Os efeitos, contudo, são sentidos em toda parte. Na Rua Sete de Setembro, 23 lojas, 13 delas no trecho mais próximo da Praça Tiradentes, estão fechadas, com placas anunciando ofertas de aluguel ou venda. Comerciantes reclamam que as obras do VLT criaram expectativa de que a rua viraria um boulevard. Mas a região acabou deserta. Também há imóveis vazios na ruas da Assembleia, da Quitanda e do Ouvidor.
E nem mesmo a Saara escapou da crise: há vários endereços disponíveis em vias como a Buenos Aires e a Senhor dos Passos. Ali, diz Eduardo Blumberg , presidente do polo comercial, o problema não é a queda nas vendas, mas uma alta nos preços dos aluguéis.
ÍCONES AMEAÇADOS
Segundo o CDL, no Rio como um todo, 9.121 estabelecimentos fecharam no ano passado, 31,7% a mais que em 2016. Só no Centro, 1.342 lojas cerraram suas portas. Os dados de 2018 só serão divulgados no fim do ano. Segundo o CDL, porém, já se verifica aumento de 30% no número de casas fechadas na área central da cidade, que aparece no topo do ranking das regiões com mais falências.
— Esta crise é a pior dos últimos dez anos, tanto em intensidade como em duração. No Centro está pior, porque muitas empresas demitiram, estatais dispensaram terceirizados e funcionários públicos ficaram sem receber. É uma bola de neve: quanto mais desemprego, menos consumo — diz o presidente do CDL, Aldo Gonçalves.

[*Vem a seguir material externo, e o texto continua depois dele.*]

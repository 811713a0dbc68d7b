//! Fluent builder for SELECT, INSERT, UPDATE and DELETE statements.
//!
//! This module provides one builder for all four statement kinds with support for:
//! - table aliases and joins (used by many-to-many collections)
//! - RETURNING a single column (PostgreSQL inserts)
//! - raw SQL values, written verbatim instead of bound

use lazyrecord_core::{QueryDriver, Value, ValueMap};

use crate::clause::{Condition, Where, bind};

/// Statement kind with its payload.
#[derive(Debug, Clone, PartialEq)]
pub enum QueryKind {
    Select { columns: Vec<String> },
    Insert { values: ValueMap },
    Update { values: ValueMap },
    Delete,
}

/// An inner join against another table.
#[derive(Debug, Clone, PartialEq)]
pub struct Join {
    table: String,
    alias: Option<String>,
    on: Option<Condition>,
}

impl Join {
    pub fn new(table: impl Into<String>) -> Self {
        Self {
            table: table.into(),
            alias: None,
            on: None,
        }
    }

    pub fn alias(mut self, alias: impl Into<String>) -> Self {
        self.alias = Some(alias.into());
        self
    }

    pub fn on(mut self, condition: Condition) -> Self {
        self.on = Some(condition);
        self
    }

    fn render(&self, driver: &QueryDriver, params: &mut Vec<Value>) -> String {
        let mut sql = format!(" JOIN {}", driver.identifier(&self.table));
        if let Some(alias) = &self.alias {
            sql.push(' ');
            sql.push_str(&driver.identifier(alias));
        }
        if let Some(on) = &self.on {
            sql.push_str(" ON (");
            sql.push_str(&on.render(driver, params));
            sql.push(')');
        }
        sql
    }
}

/// A statement against one table.
///
/// # Example
///
/// ```
/// use lazyrecord_core::{Dialect, QueryDriver, value_map};
/// use lazyrecord_query::Query;
///
/// let (sql, vars) = Query::insert("books", value_map! { "title" => "Dune" })
///     .returning("id")
///     .build(&QueryDriver::new(Dialect::Postgres));
///
/// assert_eq!(sql, "INSERT INTO books (title) VALUES ($1) RETURNING id");
/// assert_eq!(vars.len(), 1);
/// ```
#[derive(Debug, Clone, PartialEq)]
pub struct Query {
    table: String,
    alias: Option<String>,
    kind: QueryKind,
    joins: Vec<Join>,
    where_clause: Where,
    limit: Option<u64>,
    returning: Option<String>,
}

impl Query {
    fn new(table: impl Into<String>, kind: QueryKind) -> Self {
        Self {
            table: table.into(),
            alias: None,
            kind,
            joins: Vec::new(),
            where_clause: Where::default(),
            limit: None,
            returning: None,
        }
    }

    /// `SELECT * FROM table`.
    pub fn select(table: impl Into<String>) -> Self {
        Self::new(
            table,
            QueryKind::Select {
                columns: Vec::new(),
            },
        )
    }

    pub fn insert(table: impl Into<String>, values: ValueMap) -> Self {
        Self::new(table, QueryKind::Insert { values })
    }

    pub fn update(table: impl Into<String>, values: ValueMap) -> Self {
        Self::new(table, QueryKind::Update { values })
    }

    pub fn delete(table: impl Into<String>) -> Self {
        Self::new(table, QueryKind::Delete)
    }

    /// Alias the main table (SELECT only).
    pub fn alias(mut self, alias: impl Into<String>) -> Self {
        self.alias = Some(alias.into());
        self
    }

    /// Select specific columns instead of `*`.
    pub fn columns(mut self, columns: &[&str]) -> Self {
        if let QueryKind::Select { columns: selected } = &mut self.kind {
            *selected = columns.iter().map(|c| (*c).to_string()).collect();
        }
        self
    }

    pub fn join(mut self, join: Join) -> Self {
        self.joins.push(join);
        self
    }

    /// Add a WHERE condition, AND-ed with existing ones.
    pub fn filter(mut self, condition: Condition) -> Self {
        self.where_clause.push(condition);
        self
    }

    /// Add an equality condition for every entry of `args`.
    pub fn where_from_args(mut self, args: &ValueMap) -> Self {
        for condition in Where::from_args(args).conditions() {
            self.where_clause.push(condition.clone());
        }
        self
    }

    pub fn limit(mut self, limit: u64) -> Self {
        self.limit = Some(limit);
        self
    }

    /// Ask the statement to hand back one column of the affected row.
    pub fn returning(mut self, column: impl Into<String>) -> Self {
        self.returning = Some(column.into());
        self
    }

    pub fn table(&self) -> &str {
        &self.table
    }

    pub fn kind(&self) -> &QueryKind {
        &self.kind
    }

    pub fn where_clause(&self) -> &Where {
        &self.where_clause
    }

    /// Build the SQL and its bound parameters.
    ///
    /// An UPDATE with nothing to set builds to an empty string.
    pub fn build(&self, driver: &QueryDriver) -> (String, Vec<Value>) {
        let mut params = Vec::new();
        let table = driver.identifier(&self.table);

        let mut sql = match &self.kind {
            QueryKind::Select { columns } => {
                let columns = if columns.is_empty() {
                    "*".to_string()
                } else {
                    columns
                        .iter()
                        .map(|c| driver.identifier(c).into_owned())
                        .collect::<Vec<_>>()
                        .join(", ")
                };
                let mut sql = format!("SELECT {columns} FROM {table}");
                if let Some(alias) = &self.alias {
                    sql.push(' ');
                    sql.push_str(&driver.identifier(alias));
                }
                for join in &self.joins {
                    sql.push_str(&join.render(driver, &mut params));
                }
                sql
            }
            QueryKind::Insert { values } => {
                if values.is_empty() {
                    format!("INSERT INTO {table} DEFAULT VALUES")
                } else {
                    let columns: Vec<String> = values
                        .keys()
                        .map(|c| driver.identifier(c).into_owned())
                        .collect();
                    let placeholders: Vec<String> = values
                        .values()
                        .map(|v| bind(driver, v, &mut params))
                        .collect();
                    format!(
                        "INSERT INTO {table} ({}) VALUES ({})",
                        columns.join(", "),
                        placeholders.join(", ")
                    )
                }
            }
            QueryKind::Update { values } => {
                if values.is_empty() {
                    return (String::new(), Vec::new());
                }
                let sets: Vec<String> = values
                    .iter()
                    .map(|(c, v)| {
                        format!(
                            "{} = {}",
                            driver.identifier(c),
                            bind(driver, v, &mut params)
                        )
                    })
                    .collect();
                format!("UPDATE {table} SET {}", sets.join(", "))
            }
            QueryKind::Delete => format!("DELETE FROM {table}"),
        };

        if !self.where_clause.is_empty() {
            sql.push_str(" WHERE ");
            sql.push_str(&self.where_clause.render(driver, &mut params));
        }

        if let Some(limit) = self.limit {
            sql.push_str(&format!(" LIMIT {limit}"));
        }

        if let Some(column) = &self.returning {
            sql.push_str(" RETURNING ");
            sql.push_str(&driver.identifier(column));
        }

        tracing::trace!(sql = %sql, params = params.len(), "Built query");
        (sql, params)
    }
}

Nesse processo de desertificação do Centro, há mais de 20 lojas desativadas em poucos mais de 200 metros do entorno da Rua da Carioca, que desde 2012 vem sofrendo com fechamento de casas. Em muitos imóveis da rua, que é protegida pelo Instituto Estadual do Patrimônio Cultural (Inepac), há placas de vendas e de aluguel. Em alguns casos, o empreendimento está à venda, mas segue aberto, sobrevivendo “no sufoco”, como a loja Violeta Vitória Som, de instrumentos musicais. Segundo os funcionários, o proprietário tenta vender o sobrado há mais de um ano.
A proprietária do tradicional Bar Luiz, fundado em 1887, também vem tentando manter a casa funcionando, apesar da queda na receita, que este ano já chega a 40% em relação a 2017. Desde que a clientela começou a sumir, o quadro de funcionários diminuiu: já foram 48, hoje são 10. E a cozinha passou a encerrar as atividades às 19h.

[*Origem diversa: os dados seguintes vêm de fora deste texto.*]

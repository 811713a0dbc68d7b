//! Records and their lifecycle operations.
//!
//! A [`Record`] is one row of one schema: its current data, the schema it follows and
//! a memo cache of resolved relations. Lifecycle operations never return `Err` and
//! never panic; every fault is folded into an [`OperationResult`].
//!
//! Each operation checks permission through the schema's hooks before any SQL is built,
//! runs exactly one statement (plus an optional reload) and records its result in the
//! record's history when `save_results` is on.

use std::collections::HashMap;
use std::fmt;
use std::sync::Arc;

use lazyrecord_core::{
    Connection, Error, OperationResult, QueryDriver, RecordConfig, Result, ResultExtra, Right,
    Row, Value, ValueMap,
};
use lazyrecord_query::{Condition, Query};
use lazyrecord_schema::{RecordView, RelationId, Schema};

use crate::database::Database;
use crate::hooks::{CurrentUser, ModelHooks};
use crate::pipeline::{self, Mode, Prepared};
use crate::relation::{self, Relation};

// ============================================================================
// Operation plumbing
// ============================================================================

/// A fault together with the diagnostics gathered before it happened.
#[derive(Debug)]
pub(crate) struct Failure {
    pub error: Error,
    pub extra: ResultExtra,
}

impl Failure {
    pub(crate) fn new(error: Error, extra: ResultExtra) -> Self {
        Self { error, extra }
    }
}

impl From<Error> for Failure {
    fn from(error: Error) -> Self {
        Self::new(error, ResultExtra::new())
    }
}

type Outcome = std::result::Result<(&'static str, ResultExtra), Failure>;

/// What [`Record::load`] looks a row up by.
#[derive(Debug, Clone, PartialEq)]
pub enum LoadArgs {
    /// A primary key value, deflated through the primary key column.
    Key(Value),
    /// Column equality conditions.
    Conditions(ValueMap),
}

— Sou otimista e espero que a situação melhore— diz a empresária Rosana Santos.
Muitas marquises de lojas fechadas viraram endereço de camelôs. E, na avaliação do urbanista Luiz Fernando Janot, toda esta desordem urbana atrapalha o pedestre e ofusca a beleza do Centro.
A Secretaria Municipal de Urbanismo, por sua vez, diz que a prefeitura tem diversos incentivos ao retrofit de edificações da região, justamente com a intenção de viabilizar a reutilização de imóveis que estão desocupados e trazer mais gente para residir no Centro.